O Departamento de Justiça anunciou isso na terça-feira em um comunicado no qual especificou que as acusações pelas quais eles serão julgados nos Estados Unidos incluem "tráfico de drogas, tomada de reféns, sequestro, uso ilegal de armas de fogo, tráfico de pessoas, lavagem de dinheiro, assassinato de um delegado do xerife".
Além disso, a agência indicou que "entre os fugitivos levados sob custódia dos EUA hoje estão líderes e gerentes de cartéis de drogas perigosos, como aqueles designados como organizações terroristas estrangeiras e terroristas globais especialmente designados, incluindo o Cartel de Sinaloa, o Cartel de Jalisco - Nova Geração (CJNG) e o Cartel do Nordeste (anteriormente Los Zetas)", acusados de terem "importado para os Estados Unidos "grandes quantidades" de cocaína, metanfetamina, fentanil e heroína.

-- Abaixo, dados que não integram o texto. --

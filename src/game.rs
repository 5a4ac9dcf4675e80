use thiserror::Error;

use crate::camera::{Camera, Follow};
use crate::entity::Player;
use crate::input::InputState;
use crate::math::saturating_i32;
use crate::math::units::{screen, world};
use crate::network::server;
use crate::physics::Physics;
use crate::render::{self, Renderer, PEER_COLOR, PLAYER_COLOR};
use crate::sync::{NetworkSync, Outbound};
use crate::world::{TileId, World};
use crate::TILE_SIZE;

#[derive(Debug, Error)]
pub enum GameError {
    #[error("map has no spawn tile")]
    NoSpawn,
}

/// One client's view of the shared world.
pub struct Game {
    pub world: World,
    pub player: Player,
    pub camera: Camera,
    pub sync: NetworkSync,
    pub physics: Physics,
    ticks: u64,
}

impl Game {
    pub fn new(world: World, physics: Physics, follow: Follow) -> Result<Self, GameError> {
        let spawn = world.spawn().ok_or(GameError::NoSpawn)?;
        let position = (spawn.to_f32() * TILE_SIZE).cast_unit();

        let player = Player::at(position);
        let mut camera = Camera::new(follow);
        camera.position = player.entity.center();

        Ok(Self {
            world,
            player,
            camera,
            sync: NetworkSync::new(),
            physics,
            ticks: 0,
        })
    }

    pub fn ticks(&self) -> u64 {
        self.ticks
    }

    /// Runs one frame: network inbox, physics, camera, then a move packet if
    /// the player ended up somewhere new.
    pub fn update<I, O>(&mut self, input: &InputState, inbox: I, out: &mut O)
    where
        I: IntoIterator<Item = server::Packet>,
        O: Outbound,
    {
        for packet in inbox {
            self.sync.handle(packet, &self.player.entity, out);
        }

        let previous = self.player.entity.position;

        self.physics.tick(&self.world, &mut self.player, input);
        self.camera.follow(&self.player.entity);

        self.sync.emit_if_moved(previous, &self.player.entity, out);

        self.ticks += 1;
    }

    /// Tile under a screen position, for pointer queries.
    pub fn tile_at(&self, point: screen::Point2D, screen_size: screen::Size2D) -> (world::Point2D, TileId) {
        let position = self.camera.to_world(point, screen_size);
        let tile = saturating_i32((position / TILE_SIZE).floor());
        (position, self.world.read(tile.x, tile.y))
    }

    pub fn draw<R: Renderer>(&self, renderer: &mut R, screen_size: screen::Size2D) -> Result<(), R::Error> {
        render::draw_world(renderer, &self.world, &self.camera, screen_size)?;

        for peer in self.sync.peers().values() {
            render::draw_entity(renderer, peer, &self.camera, screen_size, PEER_COLOR)?;
        }

        render::draw_entity(renderer, &self.player.entity, &self.camera, screen_size, PLAYER_COLOR)
    }
}

#[cfg(test)]
mod tests {
    use super::*;
    use crate::network::{client, Envelope, PeerId};
    use crate::render::tests::Recorder;
    use crate::world::Tile;

    fn game(map: &str) -> Game {
        Game::new(World::parse(map).unwrap(), Physics::default(), Follow::default()).unwrap()
    }

    #[test]
    fn spawns_on_marker() {
        let game = game("_*\n##");
        assert_eq!(game.player.entity.position, world::Point2D::new(64.0, 0.0));
    }

    #[test]
    fn needs_a_spawn() {
        let world = World::parse("__\n##").unwrap();
        let result = Game::new(world, Physics::default(), Follow::default());
        assert!(matches!(result, Err(GameError::NoSpawn)));
    }

    #[test]
    fn draws_world_then_peers_then_player() {
        let mut game = game("*_\n##");
        let mut out: Vec<client::Packet> = Vec::new();
        let peer = PeerId::new_v4();
        let show = client::Packet::Show(Envelope { id: peer, entity: game.player.entity.snapshot() });

        game.update(&InputState::default(), [server::Packet::Peer(show)], &mut out);

        let mut recorder = Recorder::default();
        game.draw(&mut recorder, screen::Size2D::new(1280.0, 720.0)).unwrap();

        let colors: Vec<_> = recorder.calls.iter().map(|(_, _, color)| *color).collect();
        assert_eq!(colors.len(), 4 + 2);
        assert_eq!(colors[4], PEER_COLOR);
        assert_eq!(colors[5], PLAYER_COLOR);
    }

    #[test]
    fn pointer_lookup() {
        let game = game("*_\n##");
        let screen_size = screen::Size2D::new(640.0, 480.0);

        let below = game.camera.to_screen(world::Point2D::new(10.0, 70.0), screen_size);
        let (_, id) = game.tile_at(below, screen_size);
        assert_eq!(id, Tile::Solid.id());
    }

    #[test]
    fn pointer_far_outside_the_map_is_empty() {
        let mut game = game("*_\n##");
        game.camera.position = world::Point2D::new(-1e12, 1e12);

        let (_, id) = game.tile_at(screen::Point2D::new(5.0, 5.0), screen::Size2D::new(640.0, 480.0));
        assert_eq!(id, Tile::Empty.id());
    }
}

A procuradora-geral dos EUA, Pam Bondi, saudou a extradição como "o exemplo mais recente dos esforços históricos do governo (Donald) Trump para desmantelar cartéis estrangeiros e organizações terroristas" e agradeceu às autoridades mexicanas por sua "cooperação" em trazer 26 "homens (que) ajudaram a trazer violência e drogas para os Estados Unidos".